= Beginning of Section =
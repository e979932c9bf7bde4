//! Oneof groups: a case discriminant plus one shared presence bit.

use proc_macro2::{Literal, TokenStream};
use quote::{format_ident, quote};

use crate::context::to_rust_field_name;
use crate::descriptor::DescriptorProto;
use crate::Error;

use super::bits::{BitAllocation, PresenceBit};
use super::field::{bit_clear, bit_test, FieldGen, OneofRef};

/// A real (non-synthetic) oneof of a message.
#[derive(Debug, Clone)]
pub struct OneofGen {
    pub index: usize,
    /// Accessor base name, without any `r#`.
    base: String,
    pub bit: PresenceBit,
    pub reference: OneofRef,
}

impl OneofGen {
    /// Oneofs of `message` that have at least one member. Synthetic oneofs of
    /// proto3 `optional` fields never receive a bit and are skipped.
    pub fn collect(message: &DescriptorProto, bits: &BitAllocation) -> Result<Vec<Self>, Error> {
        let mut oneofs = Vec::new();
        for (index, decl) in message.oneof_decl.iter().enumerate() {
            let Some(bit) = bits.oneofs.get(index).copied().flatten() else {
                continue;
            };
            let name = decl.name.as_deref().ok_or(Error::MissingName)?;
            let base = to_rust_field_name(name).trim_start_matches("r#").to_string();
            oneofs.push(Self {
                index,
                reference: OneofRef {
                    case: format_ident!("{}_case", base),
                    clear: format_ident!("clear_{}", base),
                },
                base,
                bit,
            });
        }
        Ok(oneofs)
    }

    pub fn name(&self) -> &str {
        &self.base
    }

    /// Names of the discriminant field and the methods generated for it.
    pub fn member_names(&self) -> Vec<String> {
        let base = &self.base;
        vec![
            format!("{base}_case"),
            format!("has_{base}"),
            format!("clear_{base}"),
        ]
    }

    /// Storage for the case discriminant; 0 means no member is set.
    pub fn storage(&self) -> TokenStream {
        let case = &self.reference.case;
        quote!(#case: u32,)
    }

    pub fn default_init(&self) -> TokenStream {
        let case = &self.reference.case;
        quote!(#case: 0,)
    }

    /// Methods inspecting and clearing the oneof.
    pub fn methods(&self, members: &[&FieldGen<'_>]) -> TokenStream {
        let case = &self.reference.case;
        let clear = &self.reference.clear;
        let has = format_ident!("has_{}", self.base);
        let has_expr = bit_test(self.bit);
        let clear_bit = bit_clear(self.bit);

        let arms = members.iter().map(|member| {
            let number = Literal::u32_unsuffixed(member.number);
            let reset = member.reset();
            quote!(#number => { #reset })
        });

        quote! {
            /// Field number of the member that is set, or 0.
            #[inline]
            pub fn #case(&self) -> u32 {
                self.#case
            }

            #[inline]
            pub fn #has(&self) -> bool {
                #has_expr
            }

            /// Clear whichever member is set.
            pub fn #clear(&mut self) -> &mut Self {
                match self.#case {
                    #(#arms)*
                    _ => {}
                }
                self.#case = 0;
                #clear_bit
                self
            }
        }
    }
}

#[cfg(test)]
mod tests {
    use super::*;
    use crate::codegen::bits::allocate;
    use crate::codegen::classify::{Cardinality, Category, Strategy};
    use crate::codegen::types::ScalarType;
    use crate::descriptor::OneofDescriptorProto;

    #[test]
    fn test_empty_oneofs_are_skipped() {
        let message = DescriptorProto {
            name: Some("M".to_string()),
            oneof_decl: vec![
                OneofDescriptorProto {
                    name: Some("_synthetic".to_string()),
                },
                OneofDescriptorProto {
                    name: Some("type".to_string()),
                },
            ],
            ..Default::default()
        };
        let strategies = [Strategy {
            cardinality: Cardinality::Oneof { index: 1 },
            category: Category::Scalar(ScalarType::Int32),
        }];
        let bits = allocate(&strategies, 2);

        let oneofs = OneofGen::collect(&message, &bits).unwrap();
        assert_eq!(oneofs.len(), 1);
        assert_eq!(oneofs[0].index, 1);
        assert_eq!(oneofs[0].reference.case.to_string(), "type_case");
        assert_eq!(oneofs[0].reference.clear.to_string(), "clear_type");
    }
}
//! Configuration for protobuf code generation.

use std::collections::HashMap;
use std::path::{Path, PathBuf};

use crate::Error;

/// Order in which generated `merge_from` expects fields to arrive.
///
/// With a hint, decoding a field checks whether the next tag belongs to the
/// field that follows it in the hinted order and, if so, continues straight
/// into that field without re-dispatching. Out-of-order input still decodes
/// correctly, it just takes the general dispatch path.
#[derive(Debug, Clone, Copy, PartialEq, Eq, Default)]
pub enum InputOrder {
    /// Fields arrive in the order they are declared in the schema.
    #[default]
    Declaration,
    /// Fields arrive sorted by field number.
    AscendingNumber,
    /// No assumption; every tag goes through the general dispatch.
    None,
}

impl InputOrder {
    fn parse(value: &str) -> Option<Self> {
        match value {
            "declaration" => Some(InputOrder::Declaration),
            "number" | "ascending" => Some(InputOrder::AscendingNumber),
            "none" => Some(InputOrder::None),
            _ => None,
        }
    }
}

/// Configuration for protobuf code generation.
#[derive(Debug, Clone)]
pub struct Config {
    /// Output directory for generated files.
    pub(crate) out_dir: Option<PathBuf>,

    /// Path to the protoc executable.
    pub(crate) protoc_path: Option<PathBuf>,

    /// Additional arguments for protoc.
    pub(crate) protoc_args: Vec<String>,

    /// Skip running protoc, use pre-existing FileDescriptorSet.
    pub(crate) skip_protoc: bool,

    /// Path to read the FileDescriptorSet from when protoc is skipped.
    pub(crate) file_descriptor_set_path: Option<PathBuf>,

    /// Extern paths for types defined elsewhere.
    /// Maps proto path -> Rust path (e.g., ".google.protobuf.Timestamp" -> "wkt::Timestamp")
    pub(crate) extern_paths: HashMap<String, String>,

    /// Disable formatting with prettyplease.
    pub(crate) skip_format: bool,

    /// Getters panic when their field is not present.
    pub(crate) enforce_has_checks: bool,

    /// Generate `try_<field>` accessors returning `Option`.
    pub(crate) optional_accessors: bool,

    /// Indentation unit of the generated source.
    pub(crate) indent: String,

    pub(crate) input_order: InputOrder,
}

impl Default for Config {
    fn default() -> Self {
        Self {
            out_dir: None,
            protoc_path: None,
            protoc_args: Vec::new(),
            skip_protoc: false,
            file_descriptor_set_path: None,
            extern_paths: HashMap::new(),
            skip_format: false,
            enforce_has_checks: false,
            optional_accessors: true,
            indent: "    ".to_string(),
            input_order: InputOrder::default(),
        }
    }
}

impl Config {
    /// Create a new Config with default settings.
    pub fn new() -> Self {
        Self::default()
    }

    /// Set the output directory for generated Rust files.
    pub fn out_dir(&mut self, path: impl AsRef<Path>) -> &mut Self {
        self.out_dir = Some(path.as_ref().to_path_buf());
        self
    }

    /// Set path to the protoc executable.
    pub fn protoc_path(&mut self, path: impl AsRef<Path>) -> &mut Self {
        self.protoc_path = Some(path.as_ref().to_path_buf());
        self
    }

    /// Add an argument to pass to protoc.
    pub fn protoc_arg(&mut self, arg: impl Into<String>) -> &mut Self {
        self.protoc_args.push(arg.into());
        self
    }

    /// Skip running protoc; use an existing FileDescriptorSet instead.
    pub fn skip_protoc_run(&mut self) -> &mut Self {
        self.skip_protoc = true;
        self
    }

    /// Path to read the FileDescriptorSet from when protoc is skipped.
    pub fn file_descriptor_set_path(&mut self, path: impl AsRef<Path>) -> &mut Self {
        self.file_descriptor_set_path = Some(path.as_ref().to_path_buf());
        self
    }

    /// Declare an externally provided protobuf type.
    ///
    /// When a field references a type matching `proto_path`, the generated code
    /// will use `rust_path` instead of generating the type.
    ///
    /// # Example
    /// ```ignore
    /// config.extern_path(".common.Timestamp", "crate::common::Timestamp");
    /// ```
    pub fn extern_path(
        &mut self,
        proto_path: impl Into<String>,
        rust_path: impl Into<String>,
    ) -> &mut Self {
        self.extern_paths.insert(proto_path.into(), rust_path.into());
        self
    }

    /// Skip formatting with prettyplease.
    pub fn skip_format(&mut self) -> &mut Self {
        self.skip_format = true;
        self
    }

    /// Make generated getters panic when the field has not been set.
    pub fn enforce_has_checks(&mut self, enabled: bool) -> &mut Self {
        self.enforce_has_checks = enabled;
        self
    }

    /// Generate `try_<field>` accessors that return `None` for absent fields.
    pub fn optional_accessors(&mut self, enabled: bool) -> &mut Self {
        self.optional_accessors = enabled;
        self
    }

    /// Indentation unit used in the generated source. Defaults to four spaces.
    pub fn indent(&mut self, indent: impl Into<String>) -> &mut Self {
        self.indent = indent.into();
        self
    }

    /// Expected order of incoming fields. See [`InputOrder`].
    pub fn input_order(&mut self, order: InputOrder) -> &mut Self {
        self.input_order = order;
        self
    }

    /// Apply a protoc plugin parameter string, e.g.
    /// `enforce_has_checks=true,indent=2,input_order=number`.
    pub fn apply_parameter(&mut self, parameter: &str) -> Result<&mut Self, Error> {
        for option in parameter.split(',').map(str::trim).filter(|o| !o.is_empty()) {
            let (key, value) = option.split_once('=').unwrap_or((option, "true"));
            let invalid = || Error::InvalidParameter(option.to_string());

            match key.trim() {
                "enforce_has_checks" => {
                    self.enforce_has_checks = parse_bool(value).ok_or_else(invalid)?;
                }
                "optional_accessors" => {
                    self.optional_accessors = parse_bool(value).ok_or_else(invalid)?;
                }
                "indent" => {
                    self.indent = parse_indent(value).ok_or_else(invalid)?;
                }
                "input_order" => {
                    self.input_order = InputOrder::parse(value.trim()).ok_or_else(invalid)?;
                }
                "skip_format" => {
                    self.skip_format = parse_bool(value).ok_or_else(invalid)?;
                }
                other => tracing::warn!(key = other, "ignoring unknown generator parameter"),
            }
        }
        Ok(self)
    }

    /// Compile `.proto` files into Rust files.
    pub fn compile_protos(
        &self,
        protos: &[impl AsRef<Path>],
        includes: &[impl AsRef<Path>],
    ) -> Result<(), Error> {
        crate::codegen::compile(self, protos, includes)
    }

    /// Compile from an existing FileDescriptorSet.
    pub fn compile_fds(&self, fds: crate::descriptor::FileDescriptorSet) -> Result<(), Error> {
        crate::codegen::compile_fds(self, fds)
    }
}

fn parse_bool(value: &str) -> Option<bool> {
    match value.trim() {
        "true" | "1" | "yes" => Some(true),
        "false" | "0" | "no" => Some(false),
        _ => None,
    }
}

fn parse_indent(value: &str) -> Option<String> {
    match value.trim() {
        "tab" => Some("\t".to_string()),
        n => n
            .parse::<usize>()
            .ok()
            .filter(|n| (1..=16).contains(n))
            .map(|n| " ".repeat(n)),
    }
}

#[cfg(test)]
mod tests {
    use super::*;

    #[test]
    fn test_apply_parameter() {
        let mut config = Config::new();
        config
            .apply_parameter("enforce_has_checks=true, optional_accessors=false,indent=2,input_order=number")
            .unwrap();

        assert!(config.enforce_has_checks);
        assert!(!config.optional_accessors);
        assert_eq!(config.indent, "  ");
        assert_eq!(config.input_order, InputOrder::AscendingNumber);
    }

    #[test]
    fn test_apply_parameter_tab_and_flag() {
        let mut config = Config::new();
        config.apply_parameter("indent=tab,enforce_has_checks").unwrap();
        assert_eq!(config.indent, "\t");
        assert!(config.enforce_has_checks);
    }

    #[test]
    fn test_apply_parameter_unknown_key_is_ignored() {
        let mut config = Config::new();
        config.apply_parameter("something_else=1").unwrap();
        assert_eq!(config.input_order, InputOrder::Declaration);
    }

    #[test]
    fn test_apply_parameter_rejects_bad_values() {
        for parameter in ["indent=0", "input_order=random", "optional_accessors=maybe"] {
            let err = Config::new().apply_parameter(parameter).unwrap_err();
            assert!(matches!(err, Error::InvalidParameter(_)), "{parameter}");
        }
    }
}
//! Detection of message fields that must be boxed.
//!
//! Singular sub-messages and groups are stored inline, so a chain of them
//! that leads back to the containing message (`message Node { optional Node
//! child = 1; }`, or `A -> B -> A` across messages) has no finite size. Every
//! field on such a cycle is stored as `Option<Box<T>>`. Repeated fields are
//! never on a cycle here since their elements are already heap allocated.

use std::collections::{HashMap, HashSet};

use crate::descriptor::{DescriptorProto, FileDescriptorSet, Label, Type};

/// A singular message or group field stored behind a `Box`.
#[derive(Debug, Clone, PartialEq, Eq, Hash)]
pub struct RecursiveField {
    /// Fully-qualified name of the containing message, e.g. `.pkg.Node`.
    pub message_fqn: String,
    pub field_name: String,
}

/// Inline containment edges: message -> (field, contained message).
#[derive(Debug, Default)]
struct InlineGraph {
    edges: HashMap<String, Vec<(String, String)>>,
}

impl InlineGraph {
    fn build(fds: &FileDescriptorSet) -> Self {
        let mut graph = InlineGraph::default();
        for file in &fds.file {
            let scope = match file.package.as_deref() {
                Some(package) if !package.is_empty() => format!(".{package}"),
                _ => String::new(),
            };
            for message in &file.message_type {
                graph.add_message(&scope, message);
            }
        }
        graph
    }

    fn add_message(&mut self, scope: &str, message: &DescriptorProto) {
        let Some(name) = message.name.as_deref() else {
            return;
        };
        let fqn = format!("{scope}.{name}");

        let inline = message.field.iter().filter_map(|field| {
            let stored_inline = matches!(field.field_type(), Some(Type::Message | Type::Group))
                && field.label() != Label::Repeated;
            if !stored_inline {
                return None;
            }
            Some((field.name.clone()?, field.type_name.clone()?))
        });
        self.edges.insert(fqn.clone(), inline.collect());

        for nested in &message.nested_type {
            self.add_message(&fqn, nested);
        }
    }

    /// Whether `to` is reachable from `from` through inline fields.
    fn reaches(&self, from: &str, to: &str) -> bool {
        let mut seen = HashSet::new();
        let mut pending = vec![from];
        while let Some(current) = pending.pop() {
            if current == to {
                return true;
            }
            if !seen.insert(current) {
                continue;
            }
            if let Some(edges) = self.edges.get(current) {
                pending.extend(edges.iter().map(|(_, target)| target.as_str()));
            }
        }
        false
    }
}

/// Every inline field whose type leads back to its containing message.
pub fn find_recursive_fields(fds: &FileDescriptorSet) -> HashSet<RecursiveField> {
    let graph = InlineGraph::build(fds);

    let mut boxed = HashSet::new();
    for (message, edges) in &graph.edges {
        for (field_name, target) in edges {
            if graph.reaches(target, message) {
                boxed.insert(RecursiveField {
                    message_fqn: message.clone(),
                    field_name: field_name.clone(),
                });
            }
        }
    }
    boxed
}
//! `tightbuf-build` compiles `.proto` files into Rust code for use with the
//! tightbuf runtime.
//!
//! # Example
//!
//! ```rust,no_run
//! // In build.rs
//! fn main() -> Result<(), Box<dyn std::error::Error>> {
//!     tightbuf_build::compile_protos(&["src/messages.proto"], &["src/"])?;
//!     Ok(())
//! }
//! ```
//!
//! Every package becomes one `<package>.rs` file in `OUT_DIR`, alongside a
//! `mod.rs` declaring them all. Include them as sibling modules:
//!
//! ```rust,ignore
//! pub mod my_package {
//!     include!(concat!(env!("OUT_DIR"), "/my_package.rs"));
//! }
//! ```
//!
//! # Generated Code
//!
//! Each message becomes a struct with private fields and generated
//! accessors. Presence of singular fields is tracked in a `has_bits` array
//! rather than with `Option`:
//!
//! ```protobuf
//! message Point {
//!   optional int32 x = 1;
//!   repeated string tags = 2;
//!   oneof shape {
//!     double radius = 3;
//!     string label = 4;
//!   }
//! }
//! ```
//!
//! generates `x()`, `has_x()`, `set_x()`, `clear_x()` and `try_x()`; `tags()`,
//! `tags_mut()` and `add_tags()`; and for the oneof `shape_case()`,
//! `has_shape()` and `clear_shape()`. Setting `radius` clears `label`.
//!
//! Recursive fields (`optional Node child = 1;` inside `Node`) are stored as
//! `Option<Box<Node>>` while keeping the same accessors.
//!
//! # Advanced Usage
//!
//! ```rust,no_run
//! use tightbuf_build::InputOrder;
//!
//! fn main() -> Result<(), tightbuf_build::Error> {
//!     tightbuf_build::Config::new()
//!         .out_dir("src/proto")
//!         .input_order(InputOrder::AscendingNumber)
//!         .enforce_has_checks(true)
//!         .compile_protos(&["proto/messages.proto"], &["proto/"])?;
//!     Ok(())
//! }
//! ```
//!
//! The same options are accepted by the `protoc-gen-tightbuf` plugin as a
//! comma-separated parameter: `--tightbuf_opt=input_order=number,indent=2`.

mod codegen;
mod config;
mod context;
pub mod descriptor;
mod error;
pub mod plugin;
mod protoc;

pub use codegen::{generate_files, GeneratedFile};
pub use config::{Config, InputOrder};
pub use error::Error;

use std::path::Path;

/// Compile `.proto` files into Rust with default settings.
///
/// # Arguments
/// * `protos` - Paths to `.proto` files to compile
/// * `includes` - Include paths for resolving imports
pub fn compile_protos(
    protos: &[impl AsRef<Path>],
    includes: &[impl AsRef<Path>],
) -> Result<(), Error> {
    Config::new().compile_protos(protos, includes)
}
= End of Section =
_EXERCISE REQUIREMENTS:_ Say how many lines of the material hold the string "derive", giving the number alone.

_OUTPUT:_ 5